En mi primera noche en la isla sucedió algo sorprendente: me encontré con un
prostíbulo. Una nave construida sobre troncos y cubierta de cañas verdes emitía una
música tentadora. Entré y, ante la mirada experta del camarero, pedí un Martini
blanco con coca-cola. Siete mujeres me ofrecieron sus servicios cariñosos pero yo no
estaba para tantas alegrías. A media noche volví a la playa, porque era donde la
esperanza me caía más a mano. A la mañana siguiente la música había desaparecido y
la nave estaba abandonada. El mar seguía tranquilo.

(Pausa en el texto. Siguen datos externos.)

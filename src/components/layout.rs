//! Page shell: navigation menu beside the routed content.

use leptos::prelude::*;
use leptos_router::components::A;

use super::notify::Notifications;
use crate::api::Resource;

/// Route of the graph view.
pub const GRAPH_ROUTE: &str = "/showgraph";

/// Route of the static-network discovery view.
pub const DISCOVERY_ROUTE: &str = "/discoverylive";

/// Menu entries as `(href, label)`, in display order.
pub fn menu_entries() -> Vec<(String, &'static str)> {
	let mut entries = vec![("/".to_string(), "Dashboard")];
	entries.extend(
		Resource::ALL
			.into_iter()
			.filter(|r| *r != Resource::Neighbors)
			.map(|r| (format!("/{}", r.path()), r.label())),
	);
	entries.push((DISCOVERY_ROUTE.to_string(), "Discovery"));
	entries.push((GRAPH_ROUTE.to_string(), "Show Graph"));
	entries
}

/// Application frame around every page.
#[component]
pub fn Shell(children: Children) -> impl IntoView {
	view! {
		<div class="shell">
			<header class="app-bar">
				<h1>"Mesh Network"</h1>
			</header>
			<nav class="menu">
				<ul>
					{menu_entries()
						.into_iter()
						.map(|(href, label)| view! { <li><A href=href>{label}</A></li> })
						.collect_view()}
				</ul>
			</nav>
			<main class="content">{children()}</main>
			<Notifications />
		</div>
	}
}

#[cfg(test)]
mod tests {
	use super::*;

	#[test]
	fn menu_lists_browsable_resources_between_dashboard_and_graph() {
		let entries = menu_entries();
		let hrefs: Vec<&str> = entries.iter().map(|(h, _)| h.as_str()).collect();
		assert_eq!(
			hrefs,
			vec![
				"/",
				"/nodes",
				"/links",
				"/autoNodes",
				"/autoLinks",
				"/esphomeServers",
				"/esphomeConnections",
				"/discoverylive",
				"/showgraph",
			]
		);
		assert_eq!(entries[3].1, "Dynamic nodes");
	}
}
//! Errors raised while talking to the backend.

use thiserror::Error;

/// Failure of a backend request.
#[derive(Debug, Clone, PartialEq, Error)]
pub enum ApiError {
	/// No browser window to issue the request from.
	#[error("no browser window available")]
	NoWindow,

	/// The request never produced a response.
	#[error("network error: {0}")]
	Network(String),

	/// The backend answered with a non-success status.
	#[error("HTTP {status}: {message}")]
	Status { status: u16, message: String },

	/// The response body did not match the expected record shape.
	#[error("unexpected response: {0}")]
	Decode(String),
}

impl ApiError {
	/// Text suitable for a user notification: the backend message when there
	/// is one, otherwise the full error.
	pub fn user_message(&self) -> String {
		match self {
			ApiError::Status { message, .. } if !message.is_empty() => message.clone(),
			ApiError::Status { status, .. } => format!("HTTP {status}"),
			other => other.to_string(),
		}
	}
}

impl From<serde_json::Error> for ApiError {
	fn from(err: serde_json::Error) -> Self {
		ApiError::Decode(err.to_string())
	}
}

#[cfg(test)]
mod tests {
	use super::*;

	#[test]
	fn user_message_prefers_backend_text() {
		let err = ApiError::Status {
			status: 404,
			message: "Node not found: 12".into(),
		};
		assert_eq!(err.user_message(), "Node not found: 12");
		assert_eq!(err.to_string(), "HTTP 404: Node not found: 12");
	}

	#[test]
	fn user_message_falls_back_to_display() {
		let err = ApiError::Status {
			status: 500,
			message: String::new(),
		};
		assert_eq!(err.user_message(), "HTTP 500");
		assert_eq!(
			ApiError::Network("offline".into()).user_message(),
			"network error: offline"
		);
	}
}
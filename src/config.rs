//! Runtime configuration read from the host page.
//!
//! The page may embed a `<script id="app-config" type="application/json">`
//! element. Every field is optional; a missing element or malformed JSON
//! falls back to defaults.

use log::{Level, warn};
use serde::Deserialize;
use wasm_bindgen::JsCast;
use web_sys::{HtmlScriptElement, Window};

/// Id of the script element holding the configuration JSON.
pub const CONFIG_ELEMENT_ID: &str = "app-config";

/// Path appended to the page location when no API base is configured.
const DEFAULT_API_PATH: &str = "api/v1";

/// Console settings, shared through Leptos context.
#[derive(Clone, Debug, PartialEq)]
pub struct AppConfig {
	/// Root of the REST API, without a trailing slash.
	pub api_base: String,
	/// Most verbose level sent to the browser console.
	pub log_level: Level,
	/// Rows per page in resource tables.
	pub list_page_size: usize,
}

/// Raw shape of the embedded JSON.
#[derive(Debug, Default, Deserialize)]
#[serde(default)]
struct RawConfig {
	api_base: Option<String>,
	log_level: Option<String>,
	list_page_size: Option<usize>,
}

impl AppConfig {
	/// Defaults for a page served from `pathname`.
	pub fn with_pathname(pathname: &str) -> Self {
		Self {
			api_base: default_api_base(pathname),
			log_level: Level::Debug,
			list_page_size: 25,
		}
	}

	/// Parses the embedded JSON on top of the defaults for `pathname`.
	/// Unknown log levels and a zero page size keep their defaults.
	pub fn parse(json: &str, pathname: &str) -> Result<Self, serde_json::Error> {
		let raw: RawConfig = serde_json::from_str(json)?;
		let mut config = Self::with_pathname(pathname);
		if let Some(base) = raw.api_base.filter(|b| !b.trim().is_empty()) {
			config.api_base = base.trim_end_matches('/').to_string();
		}
		if let Some(level) = raw.log_level.and_then(|l| l.parse().ok()) {
			config.log_level = level;
		}
		if let Some(size) = raw.list_page_size.filter(|s| *s > 0) {
			config.list_page_size = size;
		}
		Ok(config)
	}

	/// Reads the configuration from the current document. Call after
	/// logging is initialized so parse failures reach the console.
	pub fn load() -> Self {
		let window = web_sys::window();
		let pathname = window
			.as_ref()
			.and_then(|w| w.location().pathname().ok())
			.unwrap_or_else(|| "/".to_string());

		let Some(json) = window.as_ref().and_then(config_text) else {
			return Self::with_pathname(&pathname);
		};
		match Self::parse(&json, &pathname) {
			Ok(config) => config,
			Err(e) => {
				warn!("meshmesh-admin: failed to parse app config: {}", e);
				Self::with_pathname(&pathname)
			}
		}
	}
}

fn config_text(window: &Window) -> Option<String> {
	let element = window.document()?.get_element_by_id(CONFIG_ELEMENT_ID)?;
	let script: HtmlScriptElement = element.dyn_into().ok()?;
	script.text().ok()
}

/// `pathname` joined with the API path, with exactly one slash between them.
fn default_api_base(pathname: &str) -> String {
	format!("{}/{}", pathname.trim_end_matches('/'), DEFAULT_API_PATH)
}

#[cfg(test)]
mod tests {
	use super::*;

	#[test]
	fn api_base_follows_page_location() {
		assert_eq!(default_api_base("/"), "/api/v1");
		assert_eq!(default_api_base(""), "/api/v1");
		assert_eq!(default_api_base("/console/"), "/console/api/v1");
		assert_eq!(default_api_base("/console"), "/console/api/v1");
	}

	#[test]
	fn empty_object_yields_defaults() {
		let config = AppConfig::parse("{}", "/").unwrap();
		assert_eq!(config, AppConfig::with_pathname("/"));
		assert_eq!(config.log_level, Level::Debug);
		assert_eq!(config.list_page_size, 25);
	}

	#[test]
	fn explicit_values_override_defaults() {
		let json = serde_json::json!({
			"api_base": "http://mesh.local:4040/api/v1/",
			"log_level": "warn",
			"list_page_size": 50,
		})
		.to_string();
		let config = AppConfig::parse(&json, "/").unwrap();
		assert_eq!(config.api_base, "http://mesh.local:4040/api/v1");
		assert_eq!(config.log_level, Level::Warn);
		assert_eq!(config.list_page_size, 50);
	}

	#[test]
	fn bad_values_keep_defaults() {
		let json = r#"{"log_level": "loud", "list_page_size": 0, "api_base": "  "}"#;
		let config = AppConfig::parse(json, "/ui/").unwrap();
		assert_eq!(config, AppConfig::with_pathname("/ui/"));
	}

	#[test]
	fn malformed_json_is_an_error() {
		assert!(AppConfig::parse("{", "/").is_err());
	}
}
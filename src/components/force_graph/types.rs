//! Graph data structures for input to the force graph component.

use crate::node_id::NodeId;

/// A node in the graph.
#[derive(Clone, Debug, PartialEq)]
pub struct GraphNode {
	/// Mesh node this vertex stands for. Links reference it.
	pub id: NodeId,
	/// Text drawn next to the node.
	pub label: String,
	/// CSS color (`#rrggbb` or `rgb()`/`rgba()`).
	pub color: String,
}

/// A directed, weighted edge between two nodes.
#[derive(Clone, Debug, PartialEq)]
pub struct GraphLink {
	pub source: NodeId,
	pub target: NodeId,
	/// Link quality in `[0, 1]`. Drives the rest length and the hover label.
	pub value: f64,
}

/// Complete graph data: nodes and links.
#[derive(Clone, Debug, Default, PartialEq)]
pub struct GraphData {
	pub nodes: Vec<GraphNode>,
	pub links: Vec<GraphLink>,
}
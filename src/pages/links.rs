//! Statically configured links: list, create and edit.

use leptos::ev::SubmitEvent;
use leptos::prelude::*;
use leptos::task::spawn_local;
use leptos_router::components::A;
use leptos_router::hooks::{use_navigate, use_params_map};

use super::shared::{Load, Pager, TextField, load_with, use_client, use_page_size};
use crate::api::records::{LinkInput, percent_to_weight, record_key, weight_to_percent};
use crate::api::{ListPage, ListParams, NetworkLink, Resource, RestClient};
use crate::components::notify::{Notifier, use_notifier};
use crate::node_id::{FieldErrors, validate_node_id};

/// Message for a weight outside `0..=100` percent.
pub const INVALID_WEIGHT: &str = "Weight must be between 0 and 100";

/// Builds the link payload from the form. Both endpoints are checked and
/// every failing field is reported at once.
pub fn link_input(from: &str, to: &str, percent: &str) -> Result<LinkInput, FieldErrors> {
	let mut errors = FieldErrors::new();
	let from = validate_node_id("from", from.trim()).map_err(|e| errors.extend(e)).ok();
	let to = validate_node_id("to", to.trim()).map_err(|e| errors.extend(e)).ok();
	let weight = percent
		.trim()
		.parse::<f64>()
		.ok()
		.filter(|p| (0.0..=100.0).contains(p))
		.map(percent_to_weight);
	if weight.is_none() {
		errors.insert("weight".to_string(), INVALID_WEIGHT.to_string());
	}
	match (from, to, weight) {
		(Some(from), Some(to), Some(weight)) => Ok(LinkInput { from, to, weight }),
		_ => Err(errors),
	}
}

/// Weight cell text.
pub fn percent_text(weight: f64) -> String {
	format!("{}%", weight_to_percent(weight))
}

/// Table rows shared by the static and dynamic link lists.
pub fn link_rows(links: Vec<NetworkLink>, actions: impl Fn(&NetworkLink) -> AnyView) -> impl IntoView {
	links
		.into_iter()
		.map(|link| {
			let actions = actions(&link);
			view! {
				<tr>
					<td>{link.from.to_string()}</td>
					<td>{link.to.to_string()}</td>
					<td>{percent_text(link.weight)}</td>
					<td>{actions}</td>
				</tr>
			}
		})
		.collect_view()
}

/// Paged table of static links.
#[component]
pub fn LinksList() -> impl IntoView {
	let per_page = use_page_size();
	let page = RwSignal::new(1usize);
	let revision = RwSignal::new(0u32);
	let links = load_with(
		move || (page.get(), revision.get()),
		move |client, (page, _)| async move {
			client
				.get_list::<NetworkLink>(Resource::Links, &ListParams::sorted_by("id").page(page, per_page))
				.await
		},
	);
	let total = Signal::derive(move || match links.get() {
		Load::Ready(ListPage { total, .. }) => total,
		_ => 0,
	});

	let notifier = use_notifier();
	let client = use_client();
	let delete = move |key: String| {
		let client = client.clone();
		spawn_local(async move {
			match client.delete(Resource::Links, &key).await {
				Ok(()) => {
					notifier.info("Link deleted");
					revision.update(|r| *r += 1);
				}
				Err(err) => notifier.error(err.user_message()),
			}
		});
	};

	view! {
		<section class="resource">
			<div class="toolbar">
				<h2>"Static links"</h2>
				<A href="/links/create">"Create"</A>
			</div>
			{move || match links.get() {
				Load::Pending => view! { <p>"Loading..."</p> }.into_any(),
				Load::Failed(message) => view! { <p class="error">{message}</p> }.into_any(),
				Load::Ready(list) => {
					let delete = delete.clone();
					let actions = move |link: &NetworkLink| {
						let key = record_key(&link.id);
						let delete = delete.clone();
						let target = key.clone();
						view! {
							<A href=format!("/links/{}", key)>"Edit"</A>
							<button class="danger" on:click=move |_| delete(target.clone())>
								"Delete"
							</button>
						}
							.into_any()
					};
					view! {
						<table>
							<thead>
								<tr>
									<th>"From"</th>
									<th>"To"</th>
									<th>"Weight"</th>
									<th></th>
								</tr>
							</thead>
							<tbody>{link_rows(list.records, actions)}</tbody>
						</table>
					}
						.into_any()
				}
			}}
			<Pager page=page total=total per_page=per_page />
		</section>
	}
}

/// Endpoint and weight inputs.
#[component]
fn LinkFields(
	from: RwSignal<String>,
	to: RwSignal<String>,
	weight: RwSignal<String>,
	errors: RwSignal<FieldErrors>,
) -> impl IntoView {
	view! {
		<TextField label="From" field="from" value=from errors=errors />
		<TextField label="To" field="to" value=to errors=errors />
		<label class="field">
			<span>"Weight (%)"</span>
			<input
				type="number"
				min="0"
				max="100"
				step="5"
				prop:value=move || weight.get()
				on:input=move |ev| weight.set(event_target_value(&ev))
			/>
			<Show when=move || errors.read().contains_key("weight")>
				<span class="field-error">{INVALID_WEIGHT}</span>
			</Show>
		</label>
	}
}

/// Sends the form, reporting validation failures inline and backend
/// failures as notifications. `key` selects update over create.
#[allow(clippy::too_many_arguments)]
fn submit_link(
	client: RestClient,
	notifier: Notifier,
	key: Option<String>,
	from: RwSignal<String>,
	to: RwSignal<String>,
	weight: RwSignal<String>,
	errors: RwSignal<FieldErrors>,
	navigate: impl Fn(&str, leptos_router::NavigateOptions) + 'static,
) {
	let input = match link_input(&from.get_untracked(), &to.get_untracked(), &weight.get_untracked()) {
		Ok(input) => input,
		Err(field_errors) => {
			errors.set(field_errors);
			return;
		}
	};
	errors.set(FieldErrors::new());
	spawn_local(async move {
		let saved = match key {
			Some(key) => client.update::<_, NetworkLink>(Resource::Links, &key, &input).await,
			None => client.create::<_, NetworkLink>(Resource::Links, &input).await,
		};
		match saved {
			Ok(link) => {
				notifier.info(format!("Link {} -> {} saved", link.from, link.to));
				navigate("/links", Default::default());
			}
			Err(err) => notifier.error(err.user_message()),
		}
	});
}

/// Form creating a static link.
#[component]
pub fn LinkCreate() -> impl IntoView {
	let from = RwSignal::new(String::new());
	let to = RwSignal::new(String::new());
	let weight = RwSignal::new("100".to_string());
	let errors = RwSignal::new(FieldErrors::new());
	let navigate = use_navigate();
	let notifier = use_notifier();
	let client = use_client();

	let on_submit = move |ev: SubmitEvent| {
		ev.prevent_default();
		submit_link(client.clone(), notifier, None, from, to, weight, errors, navigate.clone());
	};

	view! {
		<section class="resource">
			<h2>"Create static link"</h2>
			<form on:submit=on_submit>
				<LinkFields from=from to=to weight=weight errors=errors />
				<button type="submit">"Save"</button>
			</form>
		</section>
	}
}

/// Form editing a static link.
#[component]
pub fn LinkEdit() -> impl IntoView {
	let params = use_params_map();
	let key = move || params.read().get("id").unwrap_or_default();
	let link = load_with(key, move |client, id| async move {
		client.get_one::<NetworkLink>(Resource::Links, &id).await
	});

	view! {
		<section class="resource">
			<h2>"Edit static link"</h2>
			{move || match link.get() {
				Load::Pending => view! { <p>"Loading..."</p> }.into_any(),
				Load::Failed(message) => view! { <p class="error">{message}</p> }.into_any(),
				Load::Ready(link) => view! { <LinkEditForm link=link /> }.into_any(),
			}}
		</section>
	}
}

#[component]
fn LinkEditForm(link: NetworkLink) -> impl IntoView {
	let from = RwSignal::new(link.from.to_string());
	let to = RwSignal::new(link.to.to_string());
	let weight = RwSignal::new(weight_to_percent(link.weight).to_string());
	let errors = RwSignal::new(FieldErrors::new());
	let key = record_key(&link.id);
	let navigate = use_navigate();
	let notifier = use_notifier();
	let client = use_client();

	let (save_client, save_key, save_navigate) = (client.clone(), key.clone(), navigate.clone());
	let on_submit = move |ev: SubmitEvent| {
		ev.prevent_default();
		submit_link(
			save_client.clone(),
			notifier,
			Some(save_key.clone()),
			from,
			to,
			weight,
			errors,
			save_navigate.clone(),
		);
	};

	let on_delete = move |_| {
		let (client, navigate, key) = (client.clone(), navigate.clone(), key.clone());
		spawn_local(async move {
			match client.delete(Resource::Links, &key).await {
				Ok(()) => {
					notifier.info("Link deleted");
					navigate("/links", Default::default());
				}
				Err(err) => notifier.error(err.user_message()),
			}
		});
	};

	view! {
		<form on:submit=on_submit>
			<LinkFields from=from to=to weight=weight errors=errors />
			<div class="toolbar">
				<button type="submit">"Save"</button>
				<button type="button" class="danger" on:click=on_delete>
					"Delete"
				</button>
			</div>
		</form>
	}
}

#[cfg(test)]
mod tests {
	use super::*;
	use crate::node_id::{INVALID_NODE_ID, NodeId};

	#[test]
	fn weight_is_entered_in_percent_and_stored_as_fraction() {
		let input = link_input("N000001", "N000002", "35").unwrap();
		assert_eq!(input.from, NodeId(1));
		assert_eq!(input.to, NodeId(2));
		assert_eq!(input.weight, 0.35);
		assert_eq!(percent_text(0.35), "35%");
	}

	#[test]
	fn every_invalid_field_is_reported() {
		let errors = link_input("N1", "N00000G", "120").unwrap_err();
		assert_eq!(errors.len(), 3);
		assert_eq!(errors["from"], INVALID_NODE_ID);
		assert_eq!(errors["to"], INVALID_NODE_ID);
		assert_eq!(errors["weight"], INVALID_WEIGHT);
	}

	#[test]
	fn weight_bounds_are_inclusive() {
		assert_eq!(link_input("N000001", "N000002", "0").unwrap().weight, 0.0);
		assert_eq!(link_input("N000001", "N000002", "100").unwrap().weight, 1.0);
		assert!(link_input("N000001", "N000002", "").is_err());
		assert!(link_input("N000001", "N000002", "-5").is_err());
	}
}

Al oscurecer el segundo día volví a escuchar la música y no dudé en visitar aquel
sitio lleno de voluptuosas tentaciones. La sonrisa del camarero me dio confianza para
entablar con él una conversación de amigos. La ausencia de clientela me hizo
sospechar que la noche iba a ser larga. Le conté mi vida entera. Le di los detalles de
mi tristeza. Sus preguntas eran cortas y siempre destinadas a arrancarme las palabras
que se quedaban en el camino. En efecto —le confesé—: me ha abandonado mi
mujer y cada vez más gente me rechaza, sobre todo los compañeros de trabajo. Ya
molestan hasta mis bromas. Es verdad que últimamente hago demasiadas y todo el
mundo me considera un pesado, pero es la única forma que encuentro de llamar la
atención. Las mujeres tampoco me hacen caso y mis piropos e insinuaciones a las
enfermeras son nauseabundos. Soy un médico pervertido que disimula su obsesión
con bromas que nadie soporta.
—¿Le lleno?
—Vale. Pero ahora un whisky.
Así pasé el tiempo en la isla: vagabundeando durante el día y en el prostíbulo de
noche. Comía la fruta que caía a la arena y miraba al mar para provocar que el
milagro se produjera ante mis ojos. El camarero se llamaba Gregorio y no tenía vida
anterior. Las mujeres eran preciosas, pero estaban mudas. La madrugada del 27 al 28
no fui a tomarme la copa. Preferí la sintonía constante del agua. Al amanecer apareció
un bulto negro que se fue acercando para rescatarme. Era el barco que hacía seis días
se había acercado hasta la costa para dejarme lleno de cloroformo en la playa. La
pancarta que sostenían mis compañeros decía “Inocente, inocente”.